● Task description: Lines holding the word "built" are the ones to copy from the data below.

[Data records]
——

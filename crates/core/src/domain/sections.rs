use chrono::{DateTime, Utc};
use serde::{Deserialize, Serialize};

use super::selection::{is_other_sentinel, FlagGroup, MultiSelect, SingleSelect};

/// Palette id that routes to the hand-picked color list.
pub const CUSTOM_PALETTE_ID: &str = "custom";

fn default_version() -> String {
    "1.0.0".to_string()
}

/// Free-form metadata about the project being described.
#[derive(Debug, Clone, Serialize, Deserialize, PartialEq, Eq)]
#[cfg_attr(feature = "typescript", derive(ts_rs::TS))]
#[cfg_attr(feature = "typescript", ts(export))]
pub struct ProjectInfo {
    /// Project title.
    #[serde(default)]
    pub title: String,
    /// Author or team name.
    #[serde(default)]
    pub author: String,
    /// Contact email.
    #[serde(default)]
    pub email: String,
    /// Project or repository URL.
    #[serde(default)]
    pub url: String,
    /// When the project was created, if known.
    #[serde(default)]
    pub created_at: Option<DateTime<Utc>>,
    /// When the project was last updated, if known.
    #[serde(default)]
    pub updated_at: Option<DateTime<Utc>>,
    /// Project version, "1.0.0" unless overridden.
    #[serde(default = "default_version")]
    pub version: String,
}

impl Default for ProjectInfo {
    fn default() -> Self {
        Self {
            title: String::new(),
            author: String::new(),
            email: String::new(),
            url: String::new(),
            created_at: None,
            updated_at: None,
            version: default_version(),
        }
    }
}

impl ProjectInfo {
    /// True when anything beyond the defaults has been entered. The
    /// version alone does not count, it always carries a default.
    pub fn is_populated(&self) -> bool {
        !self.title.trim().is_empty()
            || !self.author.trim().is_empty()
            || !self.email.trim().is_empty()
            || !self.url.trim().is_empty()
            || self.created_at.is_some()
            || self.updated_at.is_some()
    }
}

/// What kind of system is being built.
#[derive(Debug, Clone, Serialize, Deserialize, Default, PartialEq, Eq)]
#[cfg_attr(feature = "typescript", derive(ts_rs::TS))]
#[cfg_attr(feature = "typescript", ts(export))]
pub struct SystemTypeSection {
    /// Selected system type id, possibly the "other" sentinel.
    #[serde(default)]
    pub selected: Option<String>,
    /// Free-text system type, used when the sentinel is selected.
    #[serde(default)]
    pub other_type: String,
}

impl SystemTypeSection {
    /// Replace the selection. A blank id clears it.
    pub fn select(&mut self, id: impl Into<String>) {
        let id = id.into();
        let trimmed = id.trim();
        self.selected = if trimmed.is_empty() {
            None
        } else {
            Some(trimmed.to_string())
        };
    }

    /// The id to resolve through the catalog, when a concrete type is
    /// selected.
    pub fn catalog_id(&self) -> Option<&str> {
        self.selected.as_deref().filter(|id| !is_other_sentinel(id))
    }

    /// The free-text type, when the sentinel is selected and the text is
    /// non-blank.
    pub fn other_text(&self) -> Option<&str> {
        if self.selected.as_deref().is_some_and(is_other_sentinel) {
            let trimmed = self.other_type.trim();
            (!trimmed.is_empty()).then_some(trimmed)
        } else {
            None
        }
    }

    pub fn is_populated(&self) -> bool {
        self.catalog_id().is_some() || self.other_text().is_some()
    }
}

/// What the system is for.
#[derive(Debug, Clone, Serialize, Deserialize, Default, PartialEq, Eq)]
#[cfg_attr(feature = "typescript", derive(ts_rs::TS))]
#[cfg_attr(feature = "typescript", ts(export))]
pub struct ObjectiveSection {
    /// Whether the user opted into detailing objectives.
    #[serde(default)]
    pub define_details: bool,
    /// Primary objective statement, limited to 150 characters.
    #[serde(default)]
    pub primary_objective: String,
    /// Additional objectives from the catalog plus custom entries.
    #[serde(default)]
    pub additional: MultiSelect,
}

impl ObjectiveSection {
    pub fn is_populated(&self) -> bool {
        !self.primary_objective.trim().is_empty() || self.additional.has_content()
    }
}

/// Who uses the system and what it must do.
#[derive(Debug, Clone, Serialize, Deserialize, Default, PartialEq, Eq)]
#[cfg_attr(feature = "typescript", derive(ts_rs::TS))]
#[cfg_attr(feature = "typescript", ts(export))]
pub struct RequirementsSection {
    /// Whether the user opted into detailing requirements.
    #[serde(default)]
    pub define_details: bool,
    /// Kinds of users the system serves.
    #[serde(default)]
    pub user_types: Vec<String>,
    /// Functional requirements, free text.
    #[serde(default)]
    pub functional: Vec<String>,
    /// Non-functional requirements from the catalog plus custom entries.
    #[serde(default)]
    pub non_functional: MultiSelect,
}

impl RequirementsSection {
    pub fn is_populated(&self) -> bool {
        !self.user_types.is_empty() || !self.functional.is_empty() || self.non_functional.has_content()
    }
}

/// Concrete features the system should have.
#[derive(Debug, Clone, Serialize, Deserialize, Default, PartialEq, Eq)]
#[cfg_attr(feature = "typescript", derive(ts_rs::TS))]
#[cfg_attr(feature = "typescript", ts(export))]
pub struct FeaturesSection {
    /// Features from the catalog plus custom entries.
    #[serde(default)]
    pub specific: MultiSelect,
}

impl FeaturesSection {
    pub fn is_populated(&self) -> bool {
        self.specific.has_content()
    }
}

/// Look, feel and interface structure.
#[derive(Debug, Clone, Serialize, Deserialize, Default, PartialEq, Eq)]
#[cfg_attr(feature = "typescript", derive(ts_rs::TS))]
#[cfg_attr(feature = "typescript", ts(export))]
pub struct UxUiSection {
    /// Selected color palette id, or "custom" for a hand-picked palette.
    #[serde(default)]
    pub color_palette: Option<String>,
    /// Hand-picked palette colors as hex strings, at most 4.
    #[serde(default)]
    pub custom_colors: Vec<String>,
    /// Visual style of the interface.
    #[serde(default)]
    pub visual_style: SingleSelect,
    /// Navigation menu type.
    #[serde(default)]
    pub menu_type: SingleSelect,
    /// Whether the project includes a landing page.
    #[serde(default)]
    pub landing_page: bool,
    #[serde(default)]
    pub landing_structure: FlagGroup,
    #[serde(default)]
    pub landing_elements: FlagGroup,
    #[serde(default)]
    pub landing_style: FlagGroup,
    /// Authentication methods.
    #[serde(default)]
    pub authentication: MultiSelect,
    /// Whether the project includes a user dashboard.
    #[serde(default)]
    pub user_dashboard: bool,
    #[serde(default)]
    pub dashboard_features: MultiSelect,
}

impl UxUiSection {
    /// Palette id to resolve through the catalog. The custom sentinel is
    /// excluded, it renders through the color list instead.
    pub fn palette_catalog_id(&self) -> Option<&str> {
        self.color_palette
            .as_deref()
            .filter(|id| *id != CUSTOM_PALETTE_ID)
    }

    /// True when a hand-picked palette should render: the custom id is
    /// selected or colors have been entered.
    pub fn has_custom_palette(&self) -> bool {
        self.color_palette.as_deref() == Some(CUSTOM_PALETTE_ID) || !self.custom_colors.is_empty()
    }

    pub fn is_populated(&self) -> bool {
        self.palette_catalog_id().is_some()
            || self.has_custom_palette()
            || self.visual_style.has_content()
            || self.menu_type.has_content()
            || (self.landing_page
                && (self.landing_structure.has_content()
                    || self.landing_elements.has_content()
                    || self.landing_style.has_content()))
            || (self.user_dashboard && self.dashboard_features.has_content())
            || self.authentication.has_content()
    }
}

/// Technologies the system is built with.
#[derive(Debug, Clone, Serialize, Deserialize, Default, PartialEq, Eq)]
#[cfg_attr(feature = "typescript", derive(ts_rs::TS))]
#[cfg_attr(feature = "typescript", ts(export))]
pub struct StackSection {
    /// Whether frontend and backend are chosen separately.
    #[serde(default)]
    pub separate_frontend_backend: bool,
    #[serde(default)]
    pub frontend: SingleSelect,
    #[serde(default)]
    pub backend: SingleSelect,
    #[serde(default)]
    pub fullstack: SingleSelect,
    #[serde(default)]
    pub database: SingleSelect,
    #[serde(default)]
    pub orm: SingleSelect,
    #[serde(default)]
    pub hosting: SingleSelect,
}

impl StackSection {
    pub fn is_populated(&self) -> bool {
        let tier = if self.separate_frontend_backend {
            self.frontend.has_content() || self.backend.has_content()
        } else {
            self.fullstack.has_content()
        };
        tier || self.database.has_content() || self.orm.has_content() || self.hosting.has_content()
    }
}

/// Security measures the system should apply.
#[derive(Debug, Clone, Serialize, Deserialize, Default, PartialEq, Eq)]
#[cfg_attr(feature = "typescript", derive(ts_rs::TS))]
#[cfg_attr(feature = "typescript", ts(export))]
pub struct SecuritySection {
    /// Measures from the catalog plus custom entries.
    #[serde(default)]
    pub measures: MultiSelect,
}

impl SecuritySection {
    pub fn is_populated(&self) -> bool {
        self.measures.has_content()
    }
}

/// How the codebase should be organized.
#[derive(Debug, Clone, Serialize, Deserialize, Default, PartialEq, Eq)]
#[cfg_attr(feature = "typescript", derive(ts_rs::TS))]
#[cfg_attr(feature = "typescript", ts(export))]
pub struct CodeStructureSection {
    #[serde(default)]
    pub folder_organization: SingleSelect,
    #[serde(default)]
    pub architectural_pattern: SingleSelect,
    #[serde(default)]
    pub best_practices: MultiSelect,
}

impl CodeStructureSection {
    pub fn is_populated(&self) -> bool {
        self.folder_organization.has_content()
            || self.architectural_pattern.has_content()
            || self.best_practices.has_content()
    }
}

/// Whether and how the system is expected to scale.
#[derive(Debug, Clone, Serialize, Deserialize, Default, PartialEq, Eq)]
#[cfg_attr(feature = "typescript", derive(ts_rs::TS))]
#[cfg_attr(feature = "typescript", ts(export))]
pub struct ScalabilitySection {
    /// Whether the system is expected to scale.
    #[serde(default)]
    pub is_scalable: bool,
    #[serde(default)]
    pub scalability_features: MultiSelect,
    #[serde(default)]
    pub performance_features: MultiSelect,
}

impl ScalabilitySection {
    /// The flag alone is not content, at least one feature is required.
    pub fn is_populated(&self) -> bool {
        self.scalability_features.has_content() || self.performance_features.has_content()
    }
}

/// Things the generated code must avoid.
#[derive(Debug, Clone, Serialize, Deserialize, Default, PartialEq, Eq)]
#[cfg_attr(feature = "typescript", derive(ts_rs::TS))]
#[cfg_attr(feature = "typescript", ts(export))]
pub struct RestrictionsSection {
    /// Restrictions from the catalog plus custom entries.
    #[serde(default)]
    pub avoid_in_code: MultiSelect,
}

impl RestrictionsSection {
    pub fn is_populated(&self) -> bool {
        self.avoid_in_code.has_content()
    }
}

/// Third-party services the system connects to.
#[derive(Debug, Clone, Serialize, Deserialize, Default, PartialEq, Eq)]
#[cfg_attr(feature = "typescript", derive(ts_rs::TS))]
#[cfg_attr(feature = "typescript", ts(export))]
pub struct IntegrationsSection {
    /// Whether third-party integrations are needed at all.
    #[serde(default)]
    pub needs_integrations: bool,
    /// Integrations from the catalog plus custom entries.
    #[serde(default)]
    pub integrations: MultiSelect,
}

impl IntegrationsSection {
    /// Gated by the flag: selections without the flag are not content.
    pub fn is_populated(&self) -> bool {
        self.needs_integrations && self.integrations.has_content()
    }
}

——

● Finished exercise:
/// What kind of system is being built.
/// Technologies the system is built with.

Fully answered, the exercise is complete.